Последнее замечание вызвало на губах хана легкую улыбку его собственная сабля была выкована как раз из кара-табана, но проверять прочность вражеского оружия сей же миг он не стал. Радуясь тому, что Тенгри смилостивился над ним и утешил, вручив в его руки успевшего насолить врага (вон Шибан аж подался вперед, закипая от гнева!), Бату с неприкрытым злорадством в голосе приказал:
Толмача сюда! И плесните воды в лицо этого мерзкого пса! Хочу видеть ужас в его глазах, когда он поймет, кто с ним разговаривает и какая участь ему суждена!
Сознание вернулось резко, с холодной водой, вылитой мне на голову.
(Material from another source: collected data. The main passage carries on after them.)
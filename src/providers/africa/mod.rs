//! Alphabet providers for Africa.

pub mod arabic;
pub mod swahili;

use crate::providers::base;
use crate::registry::TypeRegistry;

pub fn register(registry: &mut TypeRegistry) {
    for class in [arabic::class(), swahili::class()] {
        let unit = class.module().to_string();
        registry.register(class);
        registry.import(unit, &base::class().qualified_name());
    }
}
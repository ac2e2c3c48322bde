//! Provider URL metadata.

use indexmap::IndexMap;

/// Static URLs describing a provider. None of them is validated.
#[derive(Debug, Clone, Default, PartialEq, Eq)]
pub struct Urls {
    pub documentation: Option<String>,
    pub site: Option<String>,
    pub status: Option<String>,
}

impl Urls {
    pub fn new(
        documentation: impl Into<String>,
        site: impl Into<String>,
        status: impl Into<String>,
    ) -> Self {
        Self {
            documentation: Some(documentation.into()),
            site: Some(site.into()),
            status: Some(status.into()),
        }
    }
}

/// Access to a provider's URLs.
pub trait HasUrls {
    fn documentation_url(&self) -> Option<&str>;

    fn site_url(&self) -> Option<&str>;

    fn status_url(&self) -> Option<&str>;

    /// All URLs keyed by kind: `documentation`, `site`, `status`.
    fn urls(&self) -> IndexMap<&'static str, Option<&str>> {
        IndexMap::from([
            ("documentation", self.documentation_url()),
            ("site", self.site_url()),
            ("status", self.status_url()),
        ])
    }
}

#[cfg(test)]
mod tests {
    use super::*;

    struct Fixed(Urls);

    impl HasUrls for Fixed {
        fn documentation_url(&self) -> Option<&str> {
            self.0.documentation.as_deref()
        }
        fn site_url(&self) -> Option<&str> {
            self.0.site.as_deref()
        }
        fn status_url(&self) -> Option<&str> {
            self.0.status.as_deref()
        }
    }

    #[test]
    fn urls_map_has_every_kind() {
        let fixed = Fixed(Urls {
            site: Some("https://example.org".into()),
            ..Default::default()
        });
        let urls = fixed.urls();
        assert_eq!(urls.len(), 3);
        assert_eq!(urls["site"], Some("https://example.org"));
        assert_eq!(urls["documentation"], None);
        assert_eq!(urls["status"], None);
    }
}
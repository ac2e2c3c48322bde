//! Visual theme and styling.

use console::Style;

/// Styles for status lines.
#[derive(Debug, Clone)]
pub struct Theme {
    /// Style for warning messages (orange).
    pub warning: Style,
    /// Style for error messages (red bold).
    pub error: Style,
}

impl Default for Theme {
    fn default() -> Self {
        Self::new()
    }
}

impl Theme {
    /// Create the colored theme.
    pub fn new() -> Self {
        Self {
            warning: Style::new().color256(208),
            error: Style::new().red().bold(),
        }
    }

    /// Create a theme without colors (for non-TTY or NO_COLOR).
    pub fn plain() -> Self {
        Self {
            warning: Style::new(),
            error: Style::new(),
        }
    }

    /// Format a warning message (icon + text in orange).
    pub fn format_warning(&self, msg: &str) -> String {
        format!("{}", self.warning.apply_to(format!("⚠ {}", msg)))
    }

    /// Format an error message (icon + text in red bold).
    pub fn format_error(&self, msg: &str) -> String {
        format!("{}", self.error.apply_to(format!("✗ {}", msg)))
    }
}

/// Check if colors should be enabled.
pub fn should_use_colors() -> bool {
    // https://no-color.org/
    if std::env::var("NO_COLOR").is_ok() {
        return false;
    }

    console::Term::stdout().is_term()
}
//! Invoking a method across providers.
//!
//! Two strategies share the same readiness gate (packages, then config, then
//! services):
//!
//! - [`invoke_all`] calls every ready provider and reports each outcome
//! - [`invoke_first`] stops at the first provider that succeeds
//!
//! Providers marked unusable are skipped by both. Providers are visited in
//! collection order.

use indexmap::IndexMap;
use serde::Serialize;
use serde_json::Value;

use crate::error::{ProviderError, Result};
use crate::provider::{ConfigMap, Provider, ProviderMap};
use crate::readiness::{ConfigReadiness, PackageReadiness, ServiceReadiness};

/// Names listed in a method-not-found error before switching to a count.
const MAX_LISTED_PROVIDERS: usize = 5;

/// What happened when one provider was asked to run a method.
#[derive(Debug, Clone, PartialEq, Serialize)]
#[serde(untagged)]
pub enum Outcome {
    /// The method returned a value.
    Success { result: Value, display_name: String },
    /// The method ran and failed.
    Failed { error: String, display_name: String },
    /// The provider was not ready; the method was not called.
    NotReady {
        errors: Vec<String>,
        display_name: String,
    },
}

impl Outcome {
    pub fn display_name(&self) -> &str {
        match self {
            Outcome::Success { display_name, .. }
            | Outcome::Failed { display_name, .. }
            | Outcome::NotReady { display_name, .. } => display_name,
        }
    }

    pub fn is_success(&self) -> bool {
        matches!(self, Outcome::Success { .. })
    }
}

/// Outcomes keyed by provider key, in visiting order.
pub type ResultMap = IndexMap<String, Outcome>;

/// The provider that answered in try-first mode.
#[derive(Debug, Clone, PartialEq, Serialize)]
pub struct FirstSuccess {
    pub provider: String,
    pub display_name: String,
    pub result: Value,
}

impl FirstSuccess {
    /// As a single-entry result map, for formatting.
    pub fn into_results(self) -> ResultMap {
        let mut results = ResultMap::new();
        results.insert(
            self.provider,
            Outcome::Success {
                result: self.result,
                display_name: self.display_name,
            },
        );
        results
    }
}

fn package_errors(provider: &Provider, errors: &mut Vec<String>) {
    if !provider.are_packages_installed() {
        errors.push(format!(
            "Packages missing: {}",
            provider.missing_packages().join(", ")
        ));
    }
}

fn config_errors(provider: &Provider, errors: &mut Vec<String>) {
    if !provider.is_config_ready() {
        errors.push(format!(
            "Config missing: {}",
            provider.missing_config_keys().join(", ")
        ));
    }
}

/// `(implemented, total)` over the declared services.
fn service_counts(provider: &Provider) -> (usize, usize) {
    let status = provider.check_services();
    let implemented = status.values().filter(|ready| **ready).count();
    (implemented, status.len())
}

fn method_not_found(method: &str, checked: &[String]) -> ProviderError {
    let detail = if checked.len() <= MAX_LISTED_PROVIDERS {
        format!("Checked providers: {}", checked.join(", "))
    } else {
        format!(
            "Checked {} providers (none implement '{}')",
            checked.len(),
            method
        )
    };
    ProviderError::MethodNotFound {
        method: method.to_string(),
        detail,
    }
}

fn call(provider: &Provider, method: &str, args: &ConfigMap) -> Option<Outcome> {
    let display_name = provider.display_name().to_string();
    Some(match provider.call(method, args)? {
        Ok(result) => Outcome::Success {
            result,
            display_name,
        },
        Err(e) => Outcome::Failed {
            error: e.to_string(),
            display_name,
        },
    })
}

/// Run `method` on every usable provider.
///
/// A provider that is not ready gets a [`Outcome::NotReady`] entry listing
/// every reason. If nothing succeeded and every failure was only the method
/// being absent, a single [`ProviderError::MethodNotFound`] is returned
/// instead of the map.
///
/// # Errors
///
/// `NoProviders` for an empty collection, `MethodNotFound` as above.
pub fn invoke_all(method: &str, providers: &ProviderMap, args: &ConfigMap) -> Result<ResultMap> {
    if providers.is_empty() {
        return Err(ProviderError::NoProviders);
    }

    let mut results = ResultMap::new();
    let mut without_method = Vec::new();

    for (key, provider) in providers {
        if !provider.is_usable() {
            tracing::debug!("Skipping unusable provider '{}'", key);
            continue;
        }

        let mut errors = Vec::new();
        package_errors(provider, &mut errors);
        config_errors(provider, &mut errors);

        if !provider.is_service_implemented(method) {
            let (implemented, total) = service_counts(provider);
            if total == 0 {
                errors.push(format!("Service missing: {}", method));
            } else {
                errors.push(format!(
                    "Service missing: {} ({}/{} services implemented)",
                    method, implemented, total
                ));
            }
            if errors.len() == 1 {
                without_method.push(key.clone());
            }
        }

        if !errors.is_empty() {
            results.insert(
                key.clone(),
                Outcome::NotReady {
                    errors,
                    display_name: provider.display_name().to_string(),
                },
            );
            continue;
        }

        match call(provider, method, args) {
            Some(outcome) => {
                results.insert(key.clone(), outcome);
            }
            None => without_method.push(key.clone()),
        }
    }

    let succeeded = results.values().any(Outcome::is_success);
    let failed = results.values().filter(|o| !o.is_success()).count();
    if !succeeded && !without_method.is_empty() && without_method.len() == failed {
        return Err(method_not_found(method, &without_method));
    }

    Ok(results)
}

/// Run `method` on usable providers until one succeeds.
///
/// Readiness requires every declared service, not only `method`.
///
/// # Errors
///
/// `NoProviders` for an empty collection. If nothing succeeds:
/// `MethodNotFound` when every ready provider lacked the method and no
/// other outcome was recorded, otherwise `AllProvidersFailed` carrying
/// each provider's outcome.
pub fn invoke_first(
    method: &str,
    providers: &ProviderMap,
    args: &ConfigMap,
) -> Result<FirstSuccess> {
    if providers.is_empty() {
        return Err(ProviderError::NoProviders);
    }

    let mut results = ResultMap::new();
    let mut without_method = Vec::new();

    for (key, provider) in providers {
        if !provider.is_usable() {
            tracing::debug!("Skipping unusable provider '{}'", key);
            continue;
        }

        let mut errors = Vec::new();
        package_errors(provider, &mut errors);
        config_errors(provider, &mut errors);

        if !provider.are_services_implemented() {
            let (implemented, total) = service_counts(provider);
            errors.push(format!(
                "Services missing: {} ({}/{} services implemented)",
                provider.missing_services().join(", "),
                implemented,
                total
            ));
        }

        if !errors.is_empty() {
            results.insert(
                key.clone(),
                Outcome::NotReady {
                    errors,
                    display_name: provider.display_name().to_string(),
                },
            );
            continue;
        }

        match call(provider, method, args) {
            Some(Outcome::Success {
                result,
                display_name,
            }) => {
                tracing::debug!("'{}' answered '{}'", key, method);
                return Ok(FirstSuccess {
                    provider: key.clone(),
                    display_name,
                    result,
                });
            }
            Some(outcome) => {
                results.insert(key.clone(), outcome);
            }
            None => without_method.push(key.clone()),
        }
    }

    if results.is_empty() && !without_method.is_empty() {
        return Err(method_not_found(method, &without_method));
    }

    Err(ProviderError::AllProvidersFailed {
        method: method.to_string(),
        results,
    })
}
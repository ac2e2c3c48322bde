//! Japanese alphabet provider (Hiragana).

use serde_json::json;

use crate::provider::{ProviderClass, Urls};
use crate::providers::base;

const HIRAGANA: [&str; 46] = [
    "あ", "い", "う", "え", "お", "か", "き", "く", "け", "こ", "さ", "し", "す", "せ", "そ", "た",
    "ち", "つ", "て", "と", "な", "に", "ぬ", "ね", "の", "は", "ひ", "ふ", "へ", "ほ", "ま", "み",
    "む", "め", "も", "や", "ゆ", "よ", "ら", "り", "る", "れ", "ろ", "わ", "を", "ん",
];

pub fn class() -> ProviderClass {
    base::class()
        .derive("JapanAlphabetProvider", module_path!())
        .with_name("japan_alphabet")
        .with_display_name("Japan Alphabet Provider")
        .with_description("Provider for Japanese alphabet (Hiragana)")
        .with_services(["get_alphabet"])
        .with_config_keys(["JAPAN_API_KEY", "JAPAN_API_TOKEN", "JAPAN_CHARSET"])
        .with_required_packages(["japanese-alphabet", "hiragana-parser"])
        .with_urls(Urls::new(
            "https://www.gov-online.go.jp/useful",
            "https://www.gov-online.go.jp",
            "https://www.gov-online.go.jp/eng/publicity",
        ))
        .with_attribute("country_code", "JP")
        .with_attribute("continent", "asia")
        .with_attribute("country", "Japan")
        .with_method("get_alphabet", |_, _| Ok(json!(&HIRAGANA[..])))
}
Поначалу, правда, меня охватил иррациональный ужас ибо я представил себе вдруг, что тону! Но когда я открыл глаза, когда до моего слуха донеслась смутно знакомая, пусть и непонятная мне речь, в которой, однако, вполне явственно угадывается, ненависть, злорадство и насмешки в этот миг меня охватил вполне себе обоснованный, животный ужас
На короткое мгновение я вновь закрыл глаза, отчаянно надеясь, что все происходящее есть лишь кошмарный сон. Но грубый пинок в спину, толкнувший меня лицом в траву у копыт арабского красавца-скакуна, развеял любые сомнения
Это не сон, увы. Это самая страшная из всех возможных для меня реальностей
Я вновь открыл глаза, и даже поднял голову, посмотрев на всадника, возвышающегося надо мной ощущая при этом, как все тело бьет крупная дрожь, а сердце вот-вот выпрыгнет из груди Ламинарная, собранная из широких стальных полос, позолоченная броня, шлем с искусным украшением в виде тигра, широкое, полное лицо с отвратительной, злорадной ухмылкой, от которой по спине побежали крупные мурашки Но зацепившись взглядом за лицо монгола, я вдруг почуял, как в груди моей разгорелась жгучая, непроглядная ненависть и одновременно с тем осознал, что руки мои свободны!
А также я понял и то, что ларкашкаки «Западного похода», коего я узнал по своим видениям, сейчас стоит прямо передо мной!
Видимо, мой взгляд уж очень сильно изменился потому как за мгновение до того, как я рванулся бы к ханской булаве, притороченной к седлу, очередной пинок в спину вновь бросил меня на вытоптанную траву. Следом послышался резкий окрик и мои руки тут же резко и больно вывернули за спину, а к горлу прижали лезвие моего же меча:
Великий Бату-хан спрашивает тебя, презренный орусут, кто ты? Князь или воевода?
Животный страх, на несколько мгновений заполонивший сознание, отступил вместе с гневом, короткая вспышка которого едва ли не лишила меня жизни. Сознание очистилось, разум прояснился и я вновь прямо, но теперь уже спокойно, без всяких эмоций посмотрел в лицо хана.
Пару мгновений спустя злорадная усмешка сползла с его губ, сменившись коротким разочарованием, а затем и откровенной злобой. Батый что-то резко бросил, взмахнув при этом рукой, и лезвие харалужного клинка обожгло кожу на горле, пустив первую кровь однако же именно в этот миг я заговорил, остановив палачей:
Ты помнишь, хан, как тогда, на совете темников в Булгаре, Гаюк, Мунке и Бучек пошли против тебя, желая, чтобы ларкашкаки стал сын Угэдэя? Тебя поддержали твои братья, Орду, Берке и Шибан, Байдар же и Кюльхан остались в стороне Сын Чингисхана ведь пил кумыс в тот миг, когда вы схватились за сабли, верно? Переводи, толмач!
Меч замер на горле, а Батый, выслушав перевод, изложенный толмачом с небольшой задержкой, лишь едко усмехнулся. Затем он задал уже свой вопрос, что мне тут же растолковали:
У тебя, видно, хорошие лазутчики, орусут. Назовешь предателя в моем стане, и я подарю тебе легкую смерть.